Start of The data
// Copyright 2025 Umberto Gotti <umberto.gotti@umbertogotti.dev>
// Licensed under the Apache License, Version 2.0
// http://www.apache.org/licenses/LICENSE-2.0

use async_trait::async_trait;
use weather_fanout_core::{FetchError, FetchResult, WeatherFetcher, WeatherReport, WorkItem};

/// Fetches current weather from an OpenWeatherMap-compatible endpoint
pub struct OpenWeatherFetcher {
    client: reqwest::Client,
    base_url: String,
    api_key: String,
}

impl OpenWeatherFetcher {
    pub fn new(base_url: String, api_key: String) -> Result<Self, reqwest::Error> {
        let client = reqwest::Client::builder().build()?;
        Ok(Self {
            client,
            base_url,
            api_key,
        })
    }
}

// The request URL carries the credential; keep it out of error text
fn transport(e: reqwest::Error) -> FetchError {
    FetchError::Transport(e.without_url().to_string())
}

#[async_trait]
impl WeatherFetcher for OpenWeatherFetcher {
    async fn fetch(&self, item: &WorkItem) -> FetchResult {
        let response = self
            .client
            .get(&self.base_url)
            .query(&[("q", item.as_str()), ("appid", self.api_key.as_str())])
            .send()
            .await
            .map_err(transport)?;

        // Status is not inspected; error bodies fail to decode instead
        let body = response.bytes().await.map_err(transport)?;
        WeatherReport::from_slice(&body)
    }
}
End of The data
Work to be completed: Lines with the word "body" in them are the answer; report each one from the data.

Solution to the exercise:
        let body = response.bytes().await.map_err(transport)?;
        WeatherReport::from_slice(&body)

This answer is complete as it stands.